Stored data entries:

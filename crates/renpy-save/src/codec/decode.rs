//! Pickle stream → object graph.
//!
//! A stack machine with the same structure as CPython's unpickler: an
//! operand stack, a stack of saved stacks for `MARK`, and a memo. Every
//! identity-bearing value is allocated in the [`Graph`] arena when its
//! opcode executes, so memo entries and stack slots only ever hold
//! [`Value::Ref`]s to it and sharing falls out for free.

use rustc_hash::FxHashMap;
use tracing::debug;

use crate::codec::opcode::{read_instruction, Arg, Opcode};
use crate::codec::primitives::Reader;
use crate::error::{DecodeError, DecodeErrorKind};
use crate::limits::{MAX_MEMO_ENTRIES, MAX_PROTOCOL, MAX_STACK_DEPTH};
use crate::model::{Constructor, Graph, Node, NodeId, State, Value};
use crate::registry::{TypeHandle, TypeKind, TypeRegistry};

/// Resource limits for decoding untrusted streams.
#[derive(Debug, Clone, Copy)]
pub struct DecodeOptions {
    /// Maximum number of memo entries.
    pub max_memo: usize,
    /// Maximum number of values on the stack, counting values hidden
    /// under marks.
    pub max_stack: usize,
}

impl Default for DecodeOptions {
    fn default() -> Self {
        Self {
            max_memo: MAX_MEMO_ENTRIES,
            max_stack: MAX_STACK_DEPTH,
        }
    }
}

impl DecodeOptions {
    pub fn new() -> Self {
        Self::default()
    }

    pub fn with_max_memo(mut self, max_memo: usize) -> Self {
        self.max_memo = max_memo;
        self
    }

    pub fn with_max_stack(mut self, max_stack: usize) -> Self {
        self.max_stack = max_stack;
        self
    }
}

/// A decoded stream.
#[derive(Debug, Clone)]
pub struct Decoded {
    pub graph: Graph,
    pub root: Value,
    /// Protocol declared by the stream's `PROTO` opcode (0 if absent).
    pub protocol: u8,
}

/// Decodes a pickle stream, resolving types through the process-wide
/// registry with default limits.
pub fn decode_pickle_global(input: &[u8]) -> Result<Decoded, DecodeError> {
    decode_pickle(input, TypeRegistry::global(), &DecodeOptions::default())
}

/// Decodes a pickle stream into a graph.
///
/// Trailing bytes after `STOP` are ignored, as CPython does. On any error
/// nothing is returned; the registry may still have learned new
/// identifiers, which is harmless.
pub fn decode_pickle(
    input: &[u8],
    registry: &TypeRegistry,
    options: &DecodeOptions,
) -> Result<Decoded, DecodeError> {
    let mut machine = Machine {
        registry,
        options,
        graph: Graph::new(),
        stack: Vec::new(),
        marks: Vec::new(),
        marked: 0,
        memo: FxHashMap::default(),
        protocol: 0,
        offset: 0,
    };
    let mut reader = Reader::new(input);

    while !reader.is_empty() {
        let instruction = read_instruction(&mut reader)?;
        machine.offset = instruction.offset;
        if instruction.opcode == Opcode::Stop {
            let root = machine.stop()?;
            debug!(
                protocol = machine.protocol,
                nodes = machine.graph.len(),
                memo = machine.memo.len(),
                bytes = reader.position(),
                "decoded pickle stream"
            );
            return Ok(Decoded {
                graph: machine.graph,
                root,
                protocol: machine.protocol,
            });
        }
        machine.execute(instruction.opcode, instruction.arg)?;
    }
    Err(DecodeError::new(input.len(), DecodeErrorKind::MissingStop))
}

fn is_builtins(module: &str) -> bool {
    module == "__builtin__" || module == "builtins"
}

fn is_copyreg(module: &str) -> bool {
    module == "copy_reg" || module == "copyreg"
}

struct Machine<'r> {
    registry: &'r TypeRegistry,
    options: &'r DecodeOptions,
    graph: Graph,
    stack: Vec<Value>,
    marks: Vec<Vec<Value>>,
    /// Number of values saved under marks.
    marked: usize,
    memo: FxHashMap<u64, Value>,
    protocol: u8,
    /// Offset of the instruction being executed.
    offset: usize,
}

__THE TASK__
Quote all the records. Keep every word exact.

__ANSWER TO THIS EXERCISE__
filename crates/renpy-save/src/codec/decode.rs
//! Pickle stream → object graph.
//!
//! A stack machine with the same structure as CPython's unpickler: an
//! operand stack, a stack of saved stacks for `MARK`, and a memo. Every
//! identity-bearing value is allocated in the [`Graph`] arena when its
//! opcode executes, so memo entries and stack slots only ever hold
//! [`Value::Ref`]s to it and sharing falls out for free.

use rustc_hash::FxHashMap;
use tracing::debug;

use crate::codec::opcode::{read_instruction, Arg, Opcode};
use crate::codec::primitives::Reader;
use crate::error::{DecodeError, DecodeErrorKind};
use crate::limits::{MAX_MEMO_ENTRIES, MAX_PROTOCOL, MAX_STACK_DEPTH};
use crate::model::{Constructor, Graph, Node, NodeId, State, Value};
use crate::registry::{TypeHandle, TypeKind, TypeRegistry};

/// Resource limits for decoding untrusted streams.
#[derive(Debug, Clone, Copy)]
pub struct DecodeOptions {
    /// Maximum number of memo entries.
    pub max_memo: usize,
    /// Maximum number of values on the stack, counting values hidden
    /// under marks.
    pub max_stack: usize,
}

impl Default for DecodeOptions {
    fn default() -> Self {
        Self {
            max_memo: MAX_MEMO_ENTRIES,
            max_stack: MAX_STACK_DEPTH,
        }
    }
}

impl DecodeOptions {
    pub fn new() -> Self {
        Self::default()
    }

    pub fn with_max_memo(mut self, max_memo: usize) -> Self {
        self.max_memo = max_memo;
        self
    }

    pub fn with_max_stack(mut self, max_stack: usize) -> Self {
        self.max_stack = max_stack;
        self
    }
}

/// A decoded stream.
#[derive(Debug, Clone)]
pub struct Decoded {
    pub graph: Graph,
    pub root: Value,
    /// Protocol declared by the stream's `PROTO` opcode (0 if absent).
    pub protocol: u8,
}

/// Decodes a pickle stream, resolving types through the process-wide
/// registry with default limits.
pub fn decode_pickle_global(input: &[u8]) -> Result<Decoded, DecodeError> {
    decode_pickle(input, TypeRegistry::global(), &DecodeOptions::default())
}

/// Decodes a pickle stream into a graph.
///
/// Trailing bytes after `STOP` are ignored, as CPython does. On any error
/// nothing is returned; the registry may still have learned new
/// identifiers, which is harmless.
pub fn decode_pickle(
    input: &[u8],
    registry: &TypeRegistry,
    options: &DecodeOptions,
) -> Result<Decoded, DecodeError> {
    let mut machine = Machine {
        registry,
        options,
        graph: Graph::new(),
        stack: Vec::new(),
        marks: Vec::new(),
        marked: 0,
        memo: FxHashMap::default(),
        protocol: 0,
        offset: 0,
    };
    let mut reader = Reader::new(input);

    while !reader.is_empty() {
        let instruction = read_instruction(&mut reader)?;
        machine.offset = instruction.offset;
        if instruction.opcode == Opcode::Stop {
            let root = machine.stop()?;
            debug!(
                protocol = machine.protocol,
                nodes = machine.graph.len(),
                memo = machine.memo.len(),
                bytes = reader.position(),
                "decoded pickle stream"
            );
            return Ok(Decoded {
                graph: machine.graph,
                root,
                protocol: machine.protocol,
            });
        }
        machine.execute(instruction.opcode, instruction.arg)?;
    }
    Err(DecodeError::new(input.len(), DecodeErrorKind::MissingStop))
}

fn is_builtins(module: &str) -> bool {
    module == "__builtin__" || module == "builtins"
}

fn is_copyreg(module: &str) -> bool {
    module == "copy_reg" || module == "copyreg"
}

struct Machine<'r> {
    registry: &'r TypeRegistry,
    options: &'r DecodeOptions,
    graph: Graph,
    stack: Vec<Value>,
    marks: Vec<Vec<Value>>,
    /// Number of values saved under marks.
    marked: usize,
    memo: FxHashMap<u64, Value>,
    protocol: u8,
    /// Offset of the instruction being executed.
    offset: usize,
}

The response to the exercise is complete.